Most non-animal tools and lessons last for many years and cost less than maintaining a constant supply of animals. Because computer methods allow students to learn at their own pace, they have proved to be as good as, and often superior to, dissection as a learning tool. One university professor who compared students using an interactive “frog” computer program with those cutting up real frogs found that students using the virtual program learned anatomy just as thoroughly—in an environment that didn’t reek of formaldehyde or require killing a living being.(8) Even the vice president of one of the country’s largest animal supply companies conceded, “Dissection is no longer cutting edge.”(9)

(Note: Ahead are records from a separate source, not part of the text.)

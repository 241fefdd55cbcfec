//! # Host Runtime
//!
//! The main event loop that ties everything together: one I/O thread, one
//! launcher, one registry, and the configured children.

use crate::config::{ChildSpec, HostRuntimeConfig};
use crate::supervisor::Supervisor;
use child_process_host::{
    DefaultDelegate, HostError, NotificationKind, ProcessNotification, ProcessObserver,
    ProcessRegistry,
};
use core_types::ChildProcessId;
use ipc::{mailbox, ConfigError, IoThread, IpcError, Mailbox};
use lifecycle::{Deadline, Timeout};
use process_launcher::{CommandLine, LaunchError, ProcessLauncher, TerminationInfo};
use std::path::PathBuf;
use std::sync::Arc;
use std::time::{Duration, Instant};
use thiserror::Error;

/// Host runtime error types
#[derive(Debug, Error)]
pub enum HostRuntimeError {
    #[error("Cannot read config file {path}: {source}")]
    ConfigFile {
        path: PathBuf,
        #[source]
        source: std::io::Error,
    },

    #[error("Config parse error: {0}")]
    ConfigParse(#[from] serde_json::Error),

    #[error("Invalid config: {0}")]
    InvalidConfig(String),

    #[error("IPC config error: {0}")]
    IpcConfig(#[from] ConfigError),

    #[error("IPC error: {0}")]
    Ipc(#[from] IpcError),

    #[error("Launch error: {0}")]
    Launch(#[from] LaunchError),

    #[error("Host error: {0}")]
    Host(#[from] HostError),
}

/// How a run ended
#[derive(Debug, Clone, Default)]
pub struct RunSummary {
    pub launched: usize,
    pub restarts: u32,
    /// Name and outcome of every child that went away, in order
    pub exits: Vec<(String, TerminationInfo)>,
}

/// Host runtime
pub struct HostRuntime {
    /// Configuration
    config: HostRuntimeConfig,
    // Field order is drop order: hosts close their channels before the
    // I/O thread stops.
    registry: ProcessRegistry,
    launcher: ProcessLauncher,
    io: IoThread,
    notifications: Mailbox<ProcessNotification>,
    supervisor: Supervisor,
    summary: RunSummary,
}

impl HostRuntime {
    /// Creates a new host runtime
    pub fn new(config: HostRuntimeConfig) -> Result<Self, HostRuntimeError> {
        config.validate()?;
        let io = IoThread::start(config.host.ipc.clone())?;
        let launcher = ProcessLauncher::start()?;

        let (notify_tx, notifications) = mailbox();
        let mut registry = ProcessRegistry::new(config.host.clone());
        let observer: Arc<dyn ProcessObserver> = Arc::new(notify_tx);
        registry.add_observer(observer);

        let supervisor = Supervisor::new(config.children.len());
        Ok(Self {
            config,
            registry,
            launcher,
            io,
            notifications,
            supervisor,
            summary: RunSummary::default(),
        })
    }

    pub fn registry(&self) -> &ProcessRegistry {
        &self.registry
    }

    pub fn registry_mut(&mut self) -> &mut ProcessRegistry {
        &mut self.registry
    }

    pub fn summary(&self) -> &RunSummary {
        &self.summary
    }

    /// Launches every configured child
    pub fn launch_all(&mut self) -> Result<Vec<ChildProcessId>, HostRuntimeError> {
        (0..self.config.children.len())
            .map(|spec| self.launch_spec(spec))
            .collect()
    }

    /// Runs the host event loop
    ///
    /// Returns when:
    /// - `run_for` has elapsed (if configured)
    /// - No children are running (if exit_on_idle configured)
    pub fn run(&mut self) -> Result<RunSummary, HostRuntimeError> {
        self.launch_all()?;
        let deadline = self.config.run_for().map(|d| Timeout::after(d).start());

        loop {
            if deadline.as_ref().is_some_and(|d| d.has_passed(Instant::now())) {
                log::info!("run time elapsed");
                break;
            }
            if self.config.exit_on_idle && self.registry.is_empty() {
                log::info!("no children left");
                break;
            }
            self.step(self.wait_budget(deadline.as_ref()))?;
        }

        self.shutdown();
        Ok(self.summary.clone())
    }

    /// Pumps host events once and applies restart policies
    pub fn step(&mut self, timeout: Duration) -> Result<(), HostRuntimeError> {
        self.registry.pump(timeout);
        while let Some(notification) = self.notifications.try_recv() {
            self.on_notification(notification)?;
        }
        Ok(())
    }

    /// Terminates every remaining child
    pub fn shutdown(&mut self) {
        let terminated = self.registry.terminate_all();
        if terminated > 0 {
            log::info!("terminated {} remaining children", terminated);
        }
        while let Some(notification) = self.notifications.try_recv() {
            if let NotificationKind::Disconnected(info) = notification.kind {
                self.record_exit(notification.id, info);
            }
        }
    }

    fn on_notification(&mut self, notification: ProcessNotification) -> Result<(), HostRuntimeError> {
        match notification.kind {
            NotificationKind::Crashed(info) => {
                log::error!("{} {} crashed: {}", notification.process_type, notification.id, info);
            }
            NotificationKind::LaunchFailed { error } => {
                log::error!("{} failed to launch: {}", notification.id, error);
                self.supervisor.untrack(notification.id);
            }
            NotificationKind::Disconnected(info) => {
                if let Some(spec) = self.record_exit(notification.id, info) {
                    let policy = self.config.children[spec].restart;
                    if self.supervisor.on_exit(spec, policy, info.status) {
                        log::info!(
                            "restarting {} ({} so far)",
                            self.config.children[spec].name,
                            self.supervisor.restarts(spec)
                        );
                        self.summary.restarts += 1;
                        self.launch_spec(spec)?;
                    }
                }
            }
            _ => {}
        }
        Ok(())
    }

    fn record_exit(&mut self, id: ChildProcessId, info: TerminationInfo) -> Option<usize> {
        let spec = self.supervisor.untrack(id)?;
        let name = self.config.children[spec].name.clone();
        log::info!("{} exited: {}", name, info);
        self.summary.exits.push((name, info));
        Some(spec)
    }

    fn launch_spec(&mut self, spec: usize) -> Result<ChildProcessId, HostRuntimeError> {
        let ChildSpec {
            process_type,
            program,
            args,
            ..
        } = &self.config.children[spec];

        let mut command_line = CommandLine::new(program);
        for arg in args {
            command_line.append_arg(arg.clone());
        }

        let id = self
            .registry
            .create_host(*process_type, Box::new(DefaultDelegate));
        self.registry
            .launch(id, &self.io.handle(), &self.launcher, command_line)?;
        self.supervisor.track(id, spec);
        self.summary.launched += 1;
        Ok(id)
    }

    fn wait_budget(&self, deadline: Option<&Deadline>) -> Duration {
        let interval = self.config.pump_interval();
        match deadline {
            Some(deadline) => deadline
                .time_remaining(Instant::now())
                .map_or(Duration::ZERO, |remaining| interval.min(remaining)),
            None => interval,
        }
    }
}

#[cfg(test)]
mod tests {
    use super::*;
    use crate::config::RestartPolicy;
    use core_types::ProcessType;

    fn sh_child(name: &str, script: &str, restart: RestartPolicy) -> ChildSpec {
        ChildSpec::new(name, ProcessType::Utility, "/bin/sh")
            .with_args(["-c", script])
            .with_restart(restart)
    }

    #[test]
    fn test_exit_on_idle_after_children_finish() {
        let config = HostRuntimeConfig {
            children: vec![sh_child("quick", "exit 0", RestartPolicy::Never)],
            exit_on_idle: true,
            run_for_ms: Some(20_000),
            ..HostRuntimeConfig::default()
        };

        let summary = HostRuntime::new(config).unwrap().run().unwrap();
        assert_eq!(summary.launched, 1);
        assert_eq!(summary.restarts, 0);
        assert_eq!(summary.exits.len(), 1);
        assert_eq!(summary.exits[0].0, "quick");
    }

    #[test]
    fn test_limited_restarts() {
        let config = HostRuntimeConfig {
            children: vec![sh_child(
                "flaky",
                "exit 3",
                RestartPolicy::Limited { max_restarts: 2 },
            )],
            exit_on_idle: true,
            run_for_ms: Some(20_000),
            ..HostRuntimeConfig::default()
        };

        let summary = HostRuntime::new(config).unwrap().run().unwrap();
        assert_eq!(summary.launched, 3);
        assert_eq!(summary.restarts, 2);
        assert_eq!(summary.exits.len(), 3);
    }

    #[test]
    fn test_run_for_terminates_survivors() {
        let config = HostRuntimeConfig {
            children: vec![sh_child("sleeper", "sleep 30", RestartPolicy::Always)],
            run_for_ms: Some(200),
            ..HostRuntimeConfig::default()
        };

        let summary = HostRuntime::new(config).unwrap().run().unwrap();
        assert_eq!(summary.launched, 1);
        assert_eq!(summary.exits.len(), 1);
        assert_eq!(
            summary.exits[0].1.status,
            process_launcher::TerminationStatus::Killed
        );
    }

    #[test]
    fn test_missing_program_fails_fast() {
        let config = HostRuntimeConfig {
            children: vec![ChildSpec::new("ghost", ProcessType::Utility, "/no/such/binary")],
            ..HostRuntimeConfig::default()
        };

        let err = HostRuntime::new(config).unwrap().run().unwrap_err();
        assert!(matches!(err, HostRuntimeError::Host(HostError::Launch(_))));
    }
}
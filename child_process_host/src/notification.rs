//! Process lifecycle notifications

use core_types::{ChildProcessId, ProcessType};
use ipc::MailboxSender;
use process_launcher::TerminationInfo;
use std::fmt;
use std::sync::Arc;

#[derive(Debug, Clone, PartialEq, Eq)]
pub enum NotificationKind {
    Created,
    Launched { pid: i32 },
    LaunchFailed { error: String },
    Connected { peer_pid: i32 },
    /// The child asked to shut down and the host agreed
    Closing,
    Crashed(TerminationInfo),
    Killed(TerminationInfo),
    /// Sent for every host that goes away, after any crash or kill notice
    Disconnected(TerminationInfo),
}

#[derive(Debug, Clone, PartialEq, Eq)]
pub struct ProcessNotification {
    pub id: ChildProcessId,
    pub process_type: ProcessType,
    pub kind: NotificationKind,
}

impl fmt::Display for ProcessNotification {
    fn fmt(&self, f: &mut fmt::Formatter<'_>) -> fmt::Result {
        write!(f, "{} {} ", self.process_type, self.id)?;
        match &self.kind {
            NotificationKind::Created => write!(f, "created"),
            NotificationKind::Launched { pid } => write!(f, "launched as pid {}", pid),
            NotificationKind::LaunchFailed { error } => write!(f, "failed to launch: {}", error),
            NotificationKind::Connected { peer_pid } => write!(f, "connected (pid {})", peer_pid),
            NotificationKind::Closing => write!(f, "closing"),
            NotificationKind::Crashed(info) => write!(f, "crashed: {}", info),
            NotificationKind::Killed(info) => write!(f, "killed: {}", info),
            NotificationKind::Disconnected(info) => write!(f, "disconnected: {}", info),
        }
    }
}

/// Watches every host of a registry, on the registry's thread
pub trait ProcessObserver {
    fn on_process_notification(&self, notification: &ProcessNotification);
}

impl ProcessObserver for MailboxSender<ProcessNotification> {
    fn on_process_notification(&self, notification: &ProcessNotification) {
        self.post(notification.clone());
    }
}

#[derive(Default)]
pub(crate) struct ObserverList {
    observers: Vec<Arc<dyn ProcessObserver>>,
}

impl ObserverList {
    pub(crate) fn add(&mut self, observer: Arc<dyn ProcessObserver>) {
        self.observers.push(observer);
    }

    pub(crate) fn remove(&mut self, observer: &Arc<dyn ProcessObserver>) {
        self.observers
            .retain(|o| Arc::as_ptr(o) as *const () != Arc::as_ptr(observer) as *const ());
    }

    pub(crate) fn notify(&self, id: ChildProcessId, process_type: ProcessType, kind: NotificationKind) {
        let notification = ProcessNotification {
            id,
            process_type,
            kind,
        };
        log::debug!("{}", notification);
        for observer in &self.observers {
            observer.on_process_notification(&notification);
        }
    }
}

#[cfg(test)]
pub(crate) mod testing {
    use super::*;
    use parking_lot::Mutex;

    /// Records every notification it sees
    #[derive(Default)]
    pub(crate) struct Recorder {
        pub(crate) seen: Mutex<Vec<ProcessNotification>>,
    }

    impl Recorder {
        pub(crate) fn kinds(&self) -> Vec<NotificationKind> {
            self.seen.lock().iter().map(|n| n.kind.clone()).collect()
        }
    }

    impl ProcessObserver for Recorder {
        fn on_process_notification(&self, notification: &ProcessNotification) {
            self.seen.lock().push(notification.clone());
        }
    }
}
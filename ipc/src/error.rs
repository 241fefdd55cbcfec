//! Error types for channels, framing and handle transfer

use std::path::PathBuf;
use thiserror::Error;

use crate::config::ConfigError;

#[derive(Debug, Error)]
pub enum IpcError {
    #[error("Invalid IPC configuration: {0}")]
    Config(#[from] ConfigError),

    #[error("Channel already connected")]
    AlreadyConnected,

    #[error("Channel is closed")]
    Closed,

    #[error("Named channel address already in use: {}", .0.display())]
    AddressInUse(PathBuf),

    #[error("I/O thread is not running")]
    IoThreadStopped,

    #[error("Handle error: {0}")]
    Handle(#[from] HandleError),

    #[error("I/O error: {0}")]
    Io(#[from] std::io::Error),
}

/// Violations of the wire framing
#[derive(Debug, Clone, PartialEq, Eq, Error)]
pub enum FrameError {
    #[error("Message of {size} bytes exceeds the limit of {limit}")]
    TooLarge { size: usize, limit: usize },

    #[error("Message carries {count} handles, the limit is {limit}")]
    TooManyHandles { count: usize, limit: usize },

    #[error("Message expects {expected} handles but only {available} arrived")]
    MissingHandles { expected: usize, available: usize },

    #[error("{count} handles arrived without a message")]
    StrayHandles { count: usize },

    #[error("Ancillary data was truncated")]
    ControlTruncated,
}

#[derive(Debug, Error)]
pub enum HandleError {
    #[error("Refusing to transfer a directory descriptor")]
    Directory,

    #[error("I/O error: {0}")]
    Io(#[from] std::io::Error),

    #[cfg(windows)]
    #[error("Handle duplication failed: {0}")]
    Duplicate(#[from] windows::core::Error),
}

/// Why a synchronous send did not produce a reply
#[derive(Debug, Clone, Copy, PartialEq, Eq, Error)]
pub enum SyncSendError {
    #[error("Timed out waiting for the reply")]
    Timeout,

    #[error("Channel closed before the reply arrived")]
    ChannelClosed,

    #[error("Peer could not handle the request")]
    ReplyError,

    #[error("Synchronous send on the I/O thread would deadlock")]
    OnIoThread,
}
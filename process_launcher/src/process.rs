//! Handle to a launched child

use crate::termination::TerminationInfo;
use std::process::{Child, ExitStatus};
use std::thread;
use std::time::{Duration, Instant};

const EXIT_POLL_INTERVAL: Duration = Duration::from_millis(5);

/// A running (or reaped) child process.
///
/// Dropping a child that is still running kills and reaps it.
#[derive(Debug)]
pub struct ChildProcess {
    child: Child,
    exit_status: Option<ExitStatus>,
    host_exit_code: Option<i32>,
}

impl ChildProcess {
    pub(crate) fn new(child: Child) -> Self {
        Self {
            child,
            exit_status: None,
            host_exit_code: None,
        }
    }

    pub fn pid(&self) -> i32 {
        self.child.id() as i32
    }

    /// Reaps the child if it has exited, without blocking
    pub fn has_exited(&mut self) -> bool {
        self.poll_exit().is_some()
    }

    /// Current classification; `StillRunning` while the child lives
    pub fn termination_info(&mut self) -> TerminationInfo {
        match self.poll_exit() {
            Some(status) => TerminationInfo::from_exit_status(status, self.host_exit_code),
            None => TerminationInfo::still_running(),
        }
    }

    /// Waits up to `grace` for the child to exit on its own
    pub fn wait_for_termination(&mut self, grace: Duration) -> TerminationInfo {
        let deadline = Instant::now() + grace;
        loop {
            let info = self.termination_info();
            if info.status != crate::TerminationStatus::StillRunning || Instant::now() >= deadline {
                return info;
            }
            thread::sleep(EXIT_POLL_INTERVAL);
        }
    }

    /// Kills the child and records `exit_code` as the reason.
    /// Returns `false` if the child had already exited.
    pub fn terminate(&mut self, exit_code: i32) -> bool {
        if self.has_exited() {
            return false;
        }
        self.host_exit_code = Some(exit_code);
        match self.child.kill() {
            Ok(()) => {
                log::info!("killed child {} (exit code {})", self.pid(), exit_code);
                true
            }
            Err(e) => {
                log::warn!("failed to kill child {}: {}", self.pid(), e);
                false
            }
        }
    }

    /// Kills if needed and blocks until reaped
    pub fn terminate_and_wait(&mut self, exit_code: i32) -> TerminationInfo {
        self.terminate(exit_code);
        if self.exit_status.is_none() {
            match self.child.wait() {
                Ok(status) => self.exit_status = Some(status),
                Err(e) => log::warn!("failed to reap child {}: {}", self.pid(), e),
            }
        }
        self.termination_info()
    }

    fn poll_exit(&mut self) -> Option<ExitStatus> {
        if self.exit_status.is_none() {
            match self.child.try_wait() {
                Ok(status) => self.exit_status = status,
                Err(e) => log::warn!("failed to query child {}: {}", self.pid(), e),
            }
        }
        self.exit_status
    }
}

impl Drop for ChildProcess {
    fn drop(&mut self) {
        if self.has_exited() {
            return;
        }
        self.terminate(crate::RESULT_CODE_KILLED);
        if self.has_exited() {
            return;
        }
        reap_in_background(self.pid());
    }
}

#[cfg(unix)]
fn reap_in_background(pid: i32) {
    let spawned = thread::Builder::new()
        .name("child-reaper".to_string())
        .spawn(move || {
            // SAFETY: waitpid on our own child with a valid status pointer.
            let mut status = 0;
            unsafe { libc::waitpid(pid, &mut status, 0) };
        });
    if let Err(e) = spawned {
        log::warn!("failed to start reaper for child {}: {}", pid, e);
    }
}

#[cfg(not(unix))]
fn reap_in_background(_pid: i32) {}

A comprehensive list of alternatives to dissection is available from the National Anti-Vivisection Society (NAVS) at 1-800-888-NAVS. You may also wish to contact the Ethical Science Education Coalition, at 617-367-9143, which offers “Beyond Dissection: Innovative Tools for Biology Education,” a comprehensive catalog with information on hundreds of humane alternatives to dissection.
What You Can Do
Whether you are a student, a parent, or a concerned taxpayer, you can act to end dissection in your town’s school system. If you are expected to perform or observe a dissection, talk to your teacher as early as possible about alternative projects.
Contact PETA for a free “Cut Out Dissection” pack or call the NAVS dissection hotline, 1-800-922-FROG (3764), for tips on what to say and how to proceed. If there is an animal rights group at your school or in your community, ask it to help. Parents can urge their local Parent-Teacher Association to ask the superintendent of schools or school board to consider a proposal to ban dissections in public schools or at least give all students the option of doing a non-animal project. It may help to collect signatures on a petition and present the school board with information on the cruelty and environmental destruction caused by animal dissection. Be sure to provide readily available alternatives. If you can, arrange to show PETA’s video on biological supply companies, “Classroom Cut-Ups.”